Not everything in life is about monetary loss or gain. For some, ending a marriage suggests one party is the victor, and the other is not. However, a high-conflict divorce isn’t just about hitting the checkbook hard. The price you could pay could change your life forever.
The first thing you might think about when it comes to a high-conflict divorce is retaining the services of an experienced family law attorney. Someone with good intentions may prod you into finding legal counsel with strong “bulldog” tendencies.
No doubt finding someone to wage a war on your behalf certainly sounds like a great idea. However, you should proceed with caution. Some lawyers will add to an already combustible situation and watch it explode.
There are all kinds of ways to handle high-conflict situations. Surely, no one should be forced to sit back and take abuse from a narcissistic spouse. After all, it takes plenty of courage to escape someone when they’re treating you less than human.
Dealing with emotional abuse of any kind can be challenging. Your focus needs to be on what will happen when the divorce is said and done. Maintaining calm and resisting the urge to fight may seem like a never-ending battle.
For parents, the process becomes even more difficult.
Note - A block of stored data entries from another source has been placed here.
//! Key scanner and edge detector.
//!
//! Every scan period the scanner walks the key matrix row by row, samples
//! the knob lines on the reserved row, diffs the fresh snapshot against the
//! previous one and turns every changed key into exactly one
//! [`NoteMessage`].
//!
//! ```text
//!            col 0   col 1   col 2   col 3
//! row 0  :   C       C#      D       D#       bits  0..4
//! row 1  :   E       F       F#      G        bits  4..8
//! row 2  :   G#      A       A#      B        bits  8..12
//! row 3  :   knob A  knob B  -       -        bits 12..16
//! ```

use embassy_sync::blocking_mutex::raw::RawMutex;
use heapless::Vec;

use crate::config::NodeConfig;
use crate::error::ConfigError;
use crate::knob::KnobDecoder;
use crate::message::{NoteEvent, NoteMessage};
use crate::notes::step_size_for;
use crate::state::{InputSnapshot, StateStore};
use crate::NUM_KEYS;

/// Number of matrix rows carrying keys.
pub const KEY_ROWS: u8 = 3;

/// Number of column inputs per row.
pub const COLUMNS: u8 = 4;

/// Row whose columns carry the knob phase lines.
pub const KNOB_ROW: u8 = 3;

/// Column of the knob's A line on [`KNOB_ROW`].
pub const KNOB_A_COLUMN: u8 = 0;

/// Column of the knob's B line on [`KNOB_ROW`].
pub const KNOB_B_COLUMN: u8 = 1;

/// Row-select / column-sense access to the key matrix.
///
/// Implementations own the settle delay between selecting a row and the
/// columns being valid.
pub trait KeyMatrix {
    /// Drive the row select lines to `row` and wait for the columns to
    /// settle.
    fn select_row(&mut self, row: u8);

    /// Sampled column levels of the selected row, bit *n* = column *n*.
    fn read_columns(&mut self) -> u8;
}

/// Destination for outgoing note messages (the bus transmit path).
#[allow(async_fn_in_trait)]
pub trait NoteSink {
    /// Queue a message, waiting for space if the queue is full.
    async fn submit(&self, message: NoteMessage);
}

/// Result of one pass over the matrix.
#[derive(Debug, Clone, PartialEq, Eq)]
pub struct ScanReport {
    /// Fresh snapshot, keys and knob row included.
    pub snapshot: InputSnapshot,
    /// Last pressed key in scan order, if any.
    pub pressed_key: Option<u8>,
    /// Step size for `pressed_key` (0 if none).
    pub step_size: u32,
    /// One message per key whose pressed state changed, in key order.
    pub messages: Vec<NoteMessage, NUM_KEYS>,
}

/// Compute the note messages for the key-bit difference between two
/// snapshots.
///
/// Exactly one message per changed key, in ascending key order.
pub fn edge_messages(
    previous: InputSnapshot,
    current: InputSnapshot,
    config: &NodeConfig,
) -> Vec<NoteMessage, NUM_KEYS> {
    let mut messages = Vec::new();
    let changed = current.changed_since(previous, NUM_KEYS);

    for key in 0..NUM_KEYS as u8 {
        if changed & (1 << key) == 0 {
            continue;
        }
        let event = if current.is_pressed(key as usize, config.polarity) {
            NoteEvent::Press
        } else {
            NoteEvent::Release
        };
        // `key < NUM_KEYS`, and capacity equals the number of keys.
        if let Ok(message) = NoteMessage::new(event, config.octave, key) {
            let _ = messages.push(message);
        }
    }

    messages
}

/// Periodic matrix scanner for one keyboard module.
pub struct KeyScanner<'a> {
    knob: KnobDecoder<'a>,
    previous: InputSnapshot,
    config: NodeConfig,
}

impl<'a> KeyScanner<'a> {
    /// Create a scanner.
    ///
    /// The previous snapshot starts as "everything released" so the first
    /// cycle reports only keys that are actually held.
    ///
    /// # Errors
    ///
    /// Returns [`ConfigError`] if `config` fails [`NodeConfig::validate`].
    pub fn new(knob: KnobDecoder<'a>, config: NodeConfig) -> Result<Self, ConfigError> {
        let config = config.validate()?;
        Ok(Self {
            knob,
            previous: InputSnapshot::all_released(config.polarity),
            config,
        })
    }

    pub fn config(&self) -> &NodeConfig {
        &self.config
    }

    pub fn knob(&self) -> &KnobDecoder<'a> {
        &self.knob
    }

    /// Snapshot retained from the last cycle.
    pub fn previous(&self) -> InputSnapshot {
        self.previous
    }

    /// Scan the matrix once, feed the knob decoder and detect edges.
    ///
    /// The fresh snapshot becomes the new "previous" before this returns.
    pub fn scan<K: KeyMatrix>(&mut self, matrix: &mut K) -> ScanReport {
        let polarity = self.config.polarity;
        let mut snapshot = InputSnapshot::all_released(polarity);
        let mut pressed_key = None;

        for row in 0..KEY_ROWS {
            matrix.select_row(row);
            let columns = matrix.read_columns();
            for col in 0..COLUMNS {
                let key = (row * COLUMNS + col) as usize;
                if key >= NUM_KEYS {
                    continue;
                }
                let level = columns & (1 << col) != 0;
                snapshot.set_level(key, level);
                if polarity.is_pressed(level) {
                    pressed_key = Some(key as u8);
                }
            }
        }

        matrix.select_row(KNOB_ROW);
        let knob_columns = matrix.read_columns();
        for col in 0..COLUMNS {
            let index = (KNOB_ROW * COLUMNS + col) as usize;
            snapshot.set_level(index, knob_columns & (1 << col) != 0);
        }
        self.knob.update(
            knob_columns & (1 << KNOB_A_COLUMN) != 0,
            knob_columns & (1 << KNOB_B_COLUMN) != 0,
        );
        self.knob.constrain_rotation();

        let messages = edge_messages(self.previous, snapshot, &self.config);
        let step_size = pressed_key
            .and_then(|key| step_size_for(key, self.config.octave, self.config.octave_policy))
            .unwrap_or(0);

        self.previous = snapshot;

        ScanReport {
            snapshot,
            pressed_key,
            step_size,
            messages,
        }
    }

    /// Hand the report's messages to the transmit path, in key order.
    ///
    /// A receiver-role node sends nothing.
    pub async fn transmit<S: NoteSink>(&self, report: &ScanReport, sink: &S) {
        if !self.config.transmits() {
            return;
        }
        for message in &report.messages {
            sink.submit(*message).await;
        }
    }

    /// Publish the report to the shared store in one critical section.
    ///
    /// A sender writes snapshot and step size together. A receiver only
    /// writes the snapshot: its step size belongs to the message decoder.
    pub async fn publish<M: RawMutex>(&self, report: &ScanReport, store: &StateStore<M>) {
        if self.config.plays_local_keys() {
            store.write(report.snapshot, report.step_size).await;
        } else {
            store.write_inputs(report.snapshot).await;
        }
    }

    /// One full scan period: scan, transmit edges, publish.
    pub async fn run_cycle<K, S, M>(
        &mut self,
        matrix: &mut K,
        sink: &S,
        store: &StateStore<M>,
    ) -> ScanReport
    where
        K: KeyMatrix,
        S: NoteSink,
        M: RawMutex,
    {
        let report = self.scan(matrix);
        self.transmit(&report, sink).await;
        self.publish(&report, store).await;
        report
    }
}

/// Longest the scan task waits for the store lock before skipping a
/// publish.
#[cfg(feature = "task")]
pub const STORE_LOCK_TIMEOUT_MS: u64 = 5;

/// Periodic key scanning loop.
///
/// This is a regular `async fn`, not an Embassy `#[task]`. Wrap it in a
/// concrete task in the firmware, since Embassy tasks cannot be generic.
///
/// Runs every [`SCAN_PERIOD_MS`](crate::SCAN_PERIOD_MS) on a
/// [`Ticker`](embassy_time::Ticker), so a slow cycle does not drift the
/// schedule. A publish that cannot get the store lock within
/// [`STORE_LOCK_TIMEOUT_MS`] is logged and skipped; the next cycle
/// publishes a fresh snapshot anyway.
#[cfg(feature = "task")]
pub async fn scan_keys_task<K, S, M>(
    mut scanner: KeyScanner<'_>,
    mut matrix: K,
    sink: &S,
    store: &StateStore<M>,
) -> !
where
    K: KeyMatrix,
    S: NoteSink,
    M: RawMutex,
{
    use embassy_time::{Duration, Ticker};

    let mut ticker = Ticker::every(Duration::from_millis(crate::SCAN_PERIOD_MS));
    let lock_timeout = Duration::from_millis(STORE_LOCK_TIMEOUT_MS);

    #[cfg(feature = "defmt")]
    defmt::info!("Key scan task started");

    loop {
        ticker.next().await;

        let report = scanner.scan(&mut matrix);
        scanner.transmit(&report, sink).await;

        if scanner.config().plays_local_keys() {
            if let Err(_e) = store
                .write_within(report.snapshot, report.step_size, lock_timeout)
                .await
            {
                #[cfg(feature = "defmt")]
                defmt::warn!("Scan publish skipped: {}", _e);
            }
        } else {
            store.write_inputs(report.snapshot).await;
        }

        #[cfg(feature = "defmt")]
        if !report.messages.is_empty() {
            defmt::debug!(
                "Scan: inputs={=u32:X} edges={} volume={}",
                report.snapshot.bits(),
                report.messages.len(),
                scanner.knob().rotation()
            );
        }
    }
}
On the one hand, it’s a matter of protecting children and showing them their value. On the other hand, divorcing mothers and fathers worry about child support. Will they be able to survive separate and apart?
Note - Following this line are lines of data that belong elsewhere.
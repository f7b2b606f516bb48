//! Key matrix and output multiplexer of the keyboard module.
//!
//! Three address lines (RA0..RA2) plus an enable (REN) select one row of the
//! matrix, or one bit of the output multiplexer latch. Four column inputs
//! read the selected row.

use embassy_stm32::gpio::{Input, Output};
use embassy_time::{block_for, Duration};
use keynode::KeyMatrix;

/// Settle time between selecting a row and sampling the columns.
const ROW_SETTLE: Duration = Duration::from_micros(3);

/// Width of the REN strobe that latches an output multiplexer bit.
const LATCH_PULSE: Duration = Duration::from_micros(2);

// ---------------------------------------------------------------------------
// Output multiplexer bits
// ---------------------------------------------------------------------------

/// Display power enable (active high).
pub const DEN_BIT: u8 = 3;
/// Display reset (active low).
pub const DRST_BIT: u8 = 4;

pub struct Board {
    address: [Output<'static>; 3],
    enable: Output<'static>,
    mux_out: Output<'static>,
    columns: [Input<'static>; 4],
}

impl Board {
    pub fn new(
        address: [Output<'static>; 3],
        enable: Output<'static>,
        mux_out: Output<'static>,
        columns: [Input<'static>; 4],
    ) -> Self {
        Self {
            address,
            enable,
            mux_out,
            columns,
        }
    }

    fn drive_address(&mut self, index: u8) {
        for (bit, pin) in self.address.iter_mut().enumerate() {
            pin.set_level((index & (1 << bit) != 0).into());
        }
    }

    /// Latch `value` into output multiplexer bit `bit`.
    pub fn set_out_mux_bit(&mut self, bit: u8, value: bool) {
        self.enable.set_low();
        self.drive_address(bit);
        self.mux_out.set_level(value.into());
        self.enable.set_high();
        block_for(LATCH_PULSE);
        self.enable.set_low();
    }

    /// Pulse the display reset line and switch the display supply on.
    pub fn power_up_display(&mut self) {
        self.set_out_mux_bit(DRST_BIT, false);
        block_for(LATCH_PULSE);
        self.set_out_mux_bit(DRST_BIT, true);
        self.set_out_mux_bit(DEN_BIT, true);
    }
}

impl KeyMatrix for Board {
    fn select_row(&mut self, row: u8) {
        self.enable.set_low();
        self.drive_address(row);
        self.enable.set_high();
        block_for(ROW_SETTLE);
    }

    fn read_columns(&mut self) -> u8 {
        self.columns
            .iter()
            .enumerate()
            .fold(0, |acc, (col, pin)| if pin.is_high() { acc | 1 << col } else { acc })
    }
}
Of course, parental alienation often rears its ugly head when couples go through high-conflict divorces. The price tag that comes with splitting up may mean your children decide to stay away from you.
Dealing with A High-Conflict Divorce
There is a plethora of reasons you could find yourself in a high-conflict divorce. It could be as simple as your spouse just likes to fight and needs to be right. Infidelity also adds to stressful situations. In the meantime, here are some suggestions if you find yourself in this situation:
- Seek legal counsel as soon as possible. Find someone who makes you feel comfortable.
- Don’t engage in conversations with your spouse that could escalate.
- Think about sitting down with a counselor to give yourself an outlet.
- Keep records of all financial transactions and property ownership.
- Don’t discuss your situation with anyone. Not everyone is your friend.
- Try not to react – especially when your spouse is looking for a reaction.
The bottom line is that an end will ultimately come in sight. Look forward to the fact that soon you will start new.